Nor did he ever seem happy even in his own eyes, as not honest in the eyes of those who called him happy.

He was vexed with two great tormentors of life, choler, and melancholy. In the flames of the former, and the fumes of the latter, he continually suffered.

So that venom which he spit out, to the perdition of others, he could not keep in, without hurt to himself.

He outwent most men in covetousness, all men in ambition. A waster of the royal exchequer, but a niggard of his own purse. Cruel, if offended; but more cruel, where he ofended others.

By the conferrings of the queen-mother he was made rich, by her plottings preferred, and, by her power, made more potent. Yet her did he deprive of the King's favour, of her liberty, of her estate, of France, and, at last, of her life, she being an exile at Cologne. And, lest he should spare her, when she was dead, he nulled her last will, and caused her corps to lie five months (at the end of which, himself followed her) in her chamber unburied.

The honour of monsieur, the King's brother, he violated, and endeavoured to supplant even his person.

He not only withdrew the affections of son from mother, and of* brother from brother, but of * husband from wife.

Mariliack he caused to be beheaded by the greatest wrong; Montmorency by the greatest right; Cinkmart, partly by right, partly by wrong; M. de Thow, whether by right or wrong, no man knows.

Some noblemen he condemned to perpetual imprisonment, more to banishment; but those he drove from court were innumerable.

He proscribed many, lest they should hinder his designs. Nor did milder France ever behold so frequent punishments.

* King of France,

Building upon the power of a great King, whom, with a great deal of art and study, he deceived, and supplied with the wealth of a most fruitful kingdom, he spent an infinite number of arrows, in aiming to hit the main mark, which he had missed.

A continual working and agitation of mind, backed with many mad attempts, together with a rigid severity, and an all-trying boldness, produced a few fortunate issues. But he had soon been supplanted, if, among foreign enemies, he had found some more wary, or, among Frenchmen, scarce any of whom but were averse to him, had met but with one adversary.

It well besteaded him, that hardly any body knew him, or believed those that did.

He was so fortunate, that those of the nobility, as well as of the army, whom he had irritated, did yet, for his honour, shed their own and others blood, whilst himself mingled his with the King's.

He had perished in the same design, in which Sejanus once perished, had he not taken out of the way, O grief to think on! the royal Count of Soissons.

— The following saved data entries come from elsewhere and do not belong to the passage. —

//! Integration tests for the API, preview and export surfaces
//!
//! These exercise the conversion functions the way the notes service calls
//! them: content negotiation on API reads and writes, live preview of
//! streamed Markdown, and zip export of stored notes.

use std::io::{Cursor, Read};
use std::time::{Duration, Instant};

use chrono::{TimeZone, Utc};
use note_markdown_converter::export::{NoteExport, write_archive};
use note_markdown_converter::negotiate::{prepare_for_storage, render_for_api};
use note_markdown_converter::preview::{PreviewOptions, StreamingPreview};
use note_markdown_converter::{is_likely_markdown, markdown_to_html};

fn stored_note(title: &str, html: &str, folder: Option<&str>) -> NoteExport {
    NoteExport {
        title: title.to_string(),
        created: Utc.with_ymd_and_hms(2024, 5, 6, 7, 8, 9).unwrap(),
        updated: Utc.with_ymd_and_hms(2024, 5, 7, 7, 8, 9).unwrap(),
        space: Some("Personal".to_string()),
        folder: folder.map(str::to_string),
        html: html.to_string(),
    }
}

#[test]
fn test_api_write_then_read() {
    let inbound = "# Groceries\n\n- [ ] milk\n- [x] eggs\n\nSee [[Recipes]].";
    assert!(is_likely_markdown(inbound));

    let stored = prepare_for_storage(inbound);
    assert!(stored.contains(r#"<ul data-type="taskList">"#));
    assert!(stored.contains(r#"data-note-id="Recipes""#));

    assert_eq!(render_for_api(&stored), inbound);
}

#[test]
fn test_api_write_keeps_editor_html() {
    let html = r#"<ul data-type="taskList"><li data-type="taskItem" data-checked="false"><p>a</p></li></ul>"#;
    assert_eq!(prepare_for_storage(html), html);
    assert_eq!(render_for_api(html), "- [ ] a");
}

#[test]
fn test_streamed_preview_matches_final_render() {
    let response = "## Summary\n\nThe **plan** has three steps:\n\n1. draft\n2. review\n3. ship\n";
    let mut preview = StreamingPreview::new(PreviewOptions {
        min_interval: Duration::from_millis(50),
        ..Default::default()
    });

    let start = Instant::now();
    let mut rendered = Vec::new();
    for (i, chunk) in response.as_bytes().chunks(7).enumerate() {
        let chunk = std::str::from_utf8(chunk).expect("ascii response");
        if let Some(html) = preview.push_at(chunk, start + Duration::from_millis(20 * i as u64)) {
            rendered.push(html);
        }
    }

    assert!(rendered.len() > 1);
    assert!(rendered.len() < response.len() / 7 + 1);
    assert_eq!(preview.renders(), rendered.len());
    assert_eq!(preview.finish(), markdown_to_html(response));
}

#[test]
fn test_export_archive() {
    let notes = vec![
        stored_note("Trip: Lisbon", "<h1>Lisbon</h1><p>Day <strong>one</strong></p>", Some("Travel")),
        stored_note("Trip: Lisbon", "<p>Copy</p>", None),
        stored_note("", "", None),
    ];

    let mut buffer = Cursor::new(Vec::new());
    assert_eq!(write_archive(&notes, &mut buffer).expect("archive written"), 3);

    let mut archive = zip::ZipArchive::new(Cursor::new(buffer.into_inner())).expect("valid zip");
    let names: Vec<String> = archive.file_names().map(str::to_string).collect();
    assert!(names.contains(&"Trip- Lisbon.md".to_string()), "names {names:?}");
    assert!(names.contains(&"Trip- Lisbon (1).md".to_string()), "names {names:?}");
    assert!(names.contains(&"Untitled.md".to_string()), "names {names:?}");

    let mut first = String::new();
    archive
        .by_name("Trip- Lisbon.md")
        .expect("entry")
        .read_to_string(&mut first)
        .expect("utf8 entry");
    assert_eq!(
        first,
        "---\ntitle: \"Trip: Lisbon\"\ncreated: 2024-05-06T07:08:09Z\nupdated: 2024-05-07T07:08:09Z\nspace: \"Personal\"\nfolder: \"Travel\"\n---\n\n# Lisbon\n\nDay **one**\n"
    );

    let mut empty = String::new();
    archive
        .by_name("Untitled.md")
        .expect("entry")
        .read_to_string(&mut empty)
        .expect("utf8 entry");
    assert!(empty.ends_with("space: \"Personal\"\n---\n"));
}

Germany, Spain, Italy, and the Low-Countries, but especially France, will hardly be able, in a whole age, to efface the bad impressions of so hurtful an authority.

Taking pleasure in the miseries both of the citizens and suburbers, that he might fleece these, he lanced the very entrails of those.

Nor did he any wise indulge to the sacred health of the king, but disturbed that, whilst, with anxieties and various passions of mind, he wore out his own.

The divine justice first ulcerated his arm, which he had stretched out against heaven. Next, it took from him the use of his right hand, which had subscribed to unnecessary wars. His arm, eight months before his death, rotted, by reason of which his hand withered.

And yet, which is a sad thing, he, that so plainly felt God an avenger, would not plainly enough acknowledge him.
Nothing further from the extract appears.